This past year, as part of our strategic planning process, outside consultants conducted an assessment that engaged staff, board, volunteers, contractors, and past clients. There were a series of recommendations aimed at gaining deeper clarity around how we carry out our mission, both organizationally and programmatically. Some key themes we took away from the assessment included:
- There was a disconnect between what we say and what we do;
- Staff of color felt unheard, unseen, and insecure in their jobs;
- There were gaps in relationship and trust; and
- The voice of one person of color had weight at the expense of the collective voice of staff of color.
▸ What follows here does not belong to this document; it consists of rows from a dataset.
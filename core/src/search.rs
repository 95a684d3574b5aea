//! Query execution: phrase matching over posting lists, BM25 ranking and
//! snippet assembly.
//!
//! Scores are Okapi BM25 (k1 = 1.2, b = 0.75) summed over the query's
//! phrases. They are non-negative and higher means more relevant; callers
//! never see any other sign convention.

use crate::error::{Error, Result};
use crate::query::{Phrase, Query};
use crate::snippet::SnippetExtractor;
use crate::store::DocumentStore;
use crate::DocId;
use serde::Serialize;
use std::collections::HashMap;
use std::time::Instant;

pub const MAX_RESULTS: usize = 20;

const K1: f64 = 1.2;
const B: f64 = 0.75;
const MIN_IDF: f64 = 1e-6;

#[derive(Debug, Clone, Serialize)]
pub struct SearchResult {
    pub id: DocId,
    pub filename: String,
    #[serde(rename = "content")]
    pub snippet: String,
    pub score: f64,
}

#[derive(Debug, Clone, Serialize)]
pub struct SearchResults {
    pub query: String,
    pub total_results: usize,
    pub results: Vec<SearchResult>,
}

#[derive(Debug, Clone)]
pub struct SearchOptions {
    /// Clamped to `1..=MAX_RESULTS`.
    pub limit: usize,
    /// Checked between storage reads; passing it aborts the query.
    pub deadline: Option<Instant>,
}

impl Default for SearchOptions {
    fn default() -> Self { Self { limit: MAX_RESULTS, deadline: None } }
}

/// Stateless per-request view over a store.
pub struct QueryEngine<'a> {
    store: &'a DocumentStore,
    snippets: SnippetExtractor,
    options: SearchOptions,
}

impl<'a> QueryEngine<'a> {
    pub fn new(store: &'a DocumentStore) -> Self {
        Self { store, snippets: SnippetExtractor::default(), options: SearchOptions::default() }
    }

    pub fn with_options(mut self, options: SearchOptions) -> Self {
        self.options = options;
        self
    }

    pub fn with_snippets(mut self, snippets: SnippetExtractor) -> Self {
        self.snippets = snippets;
        self
    }

    pub fn search(&self, raw: &str) -> Result<SearchResults> {
        let query = Query::parse(raw, self.store.policy())?;
        let ranked = self.rank(&query).map_err(Error::into_search)?;

        let mut results = Vec::with_capacity(ranked.len());
        for (doc_id, score) in ranked {
            self.check_deadline()?;
            let Some(meta) = self.store.doc_meta(doc_id) else { continue };
            let content = self.store.content(meta).map_err(Error::into_search)?;
            results.push(SearchResult {
                id: doc_id,
                filename: meta.filename.clone(),
                snippet: self.snippets.extract(&content, &query),
                score,
            });
        }
        tracing::debug!(query = raw, hits = results.len(), "search complete");
        Ok(SearchResults { query: raw.to_string(), total_results: results.len(), results })
    }

    /// Matching documents with their scores, best first (ties by ascending id),
    /// cut to the configured limit.
    pub fn rank(&self, query: &Query) -> Result<Vec<(DocId, f64)>> {
        if query.is_empty() {
            return Ok(Vec::new());
        }
        let n = self.store.num_docs() as f64;
        let avgdl = self.store.avg_doc_len();
        let avgdl = if avgdl > 0.0 { avgdl } else { 1.0 };

        let mut scores: Option<HashMap<DocId, f64>> = None;
        for phrase in query.phrases() {
            self.check_deadline()?;
            let freqs = self.phrase_frequencies(phrase)?;
            if freqs.is_empty() {
                return Ok(Vec::new());
            }
            let idf = idf(n, freqs.len() as f64);
            let mut next = HashMap::with_capacity(freqs.len());
            for (doc_id, f) in freqs {
                let prev = match &scores {
                    Some(s) => match s.get(&doc_id) {
                        Some(v) => *v,
                        None => continue,
                    },
                    None => 0.0,
                };
                let dl = self.store.doc_meta(doc_id).map_or(0.0, |m| m.length as f64);
                next.insert(doc_id, prev + idf * tf_weight(f as f64, dl, avgdl));
            }
            if next.is_empty() {
                return Ok(Vec::new());
            }
            scores = Some(next);
        }

        let mut scored: Vec<(DocId, f64)> = scores.unwrap_or_default().into_iter().collect();
        scored.sort_by(|a, b| b.1.total_cmp(&a.1).then(a.0.cmp(&b.0)));
        scored.truncate(self.options.limit.clamp(1, MAX_RESULTS));
        Ok(scored)
    }

    /// Occurrence count of a phrase in every document containing it.
    fn phrase_frequencies(&self, phrase: &Phrase) -> Result<HashMap<DocId, u32>> {
        let mut lists = Vec::with_capacity(phrase.terms.len());
        for term in &phrase.terms {
            self.check_deadline()?;
            let postings = self.store.postings(term)?;
            if postings.is_empty() {
                return Ok(HashMap::new());
            }
            lists.push(postings);
        }
        let Some((head, tail)) = lists.split_first() else { return Ok(HashMap::new()) };

        if tail.is_empty() {
            return Ok(head.iter().map(|p| (p.doc_id, p.tf())).collect());
        }
        let tail_maps: Vec<HashMap<DocId, &[u32]>> = tail
            .iter()
            .map(|plist| plist.iter().map(|p| (p.doc_id, p.positions.as_slice())).collect())
            .collect();

        let mut freqs = HashMap::new();
        'docs: for posting in head {
            let mut positions: Vec<&[u32]> = Vec::with_capacity(lists.len());
            positions.push(&posting.positions);
            for map in &tail_maps {
                match map.get(&posting.doc_id) {
                    Some(p) => positions.push(*p),
                    None => continue 'docs,
                }
            }
            let count = Phrase::starts(&positions).len() as u32;
            if count > 0 {
                freqs.insert(posting.doc_id, count);
            }
        }
        Ok(freqs)
    }

    fn check_deadline(&self) -> Result<()> {
        match self.options.deadline {
            Some(deadline) if Instant::now() >= deadline => Err(Error::SearchError("deadline exceeded".into())),
            _ => Ok(()),
        }
    }
}

fn idf(n: f64, df: f64) -> f64 {
    ((n - df + 0.5) / (df + 0.5)).ln().max(MIN_IDF)
}

fn tf_weight(f: f64, dl: f64, avgdl: f64) -> f64 {
    f * (K1 + 1.0) / (f + K1 * (1.0 - B + B * dl / avgdl))
}

#[cfg(test)]
mod tests {
    use super::*;

    #[test]
    fn idf_is_floored_for_common_terms() {
        assert_eq!(idf(2.0, 2.0), MIN_IDF);
        assert!(idf(100.0, 1.0) > idf(100.0, 10.0));
    }

    #[test]
    fn tf_weight_grows_with_frequency_and_saturates() {
        let one = tf_weight(1.0, 10.0, 10.0);
        let two = tf_weight(2.0, 10.0, 10.0);
        assert!(two > one);
        assert!(tf_weight(1000.0, 10.0, 10.0) < K1 + 1.0);
    }

    #[test]
    fn longer_documents_score_lower() {
        assert!(tf_weight(1.0, 5.0, 10.0) > tf_weight(1.0, 20.0, 10.0));
    }
}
Our staff and board made a commitment to undertake the recommendations. We created a joint board/staff Change Team to shepherd the process, which was primarily comprised of Black staff and board members.
We found ourselves in the all too familiar traps we coach other organizations to avoid, including questioning and resisting Black leadership. We learned firsthand how hard it is to hold up the mirror and shift outcomes. We experienced how this work challenges people and systems to the core.
We are falling forward and learning through this. Here are some learnings collected from staff:
- There were uninterrupted negative patterns that didn’t go away, and wouldn’t have gone away without facing and working through them. Without this intentional work, we may have imploded.
- None of us, as individuals or organizations, are above the work that we do. We are ALL responsible for pushing the integrity of the organization forward; we were all falling short.
- We had to prioritize time and intention to create change that truly required that we live deeply into our mission.
- When you try to walk the talk, you lose people along the way, and that’s okay.
- Learning how to fall forward and letting go of fear of failure is critical in this work.
- Don’t allow a single voice to overshadow the collective; the greatest impact is in the collective voice.
- Undermining and questioning perspectives of staff of color can happen across racial lines.
- Without consistent, active and conscious anti-racist work, we all fall back into the norms of whiteness.
- Bringing in an outside consultant to hold up the mirror was invaluable; we resisted, and now reflect on how important it is to believe them when they tell you…
- What we ask people to do is A LOT.
- It’s imperative to take care of yourself and for the organization to care for folks as they undergo such change.
- Spending time outside of work together is an important part of relationship building.
As a result of undertaking this deep look at ourselves, or for personal reasons, a number of our staff members have decided to transition: Jamie, Carlos, Theresa, and Sandy. Some folks are embarking on their own personal transitions – moving/childbirth/marriage – and others are embarking on professional transitions – such as launching their own business. Still others are shifting their connection to RNW from staff to contractor. While goodbyes are never easy, we are so grateful for each of their contributions to RNW. We hope that for each of you, RNW reciprocated by providing the space, time, and creativity to hone yourself & your work as racial justice warriors. We wish you the best moving forward.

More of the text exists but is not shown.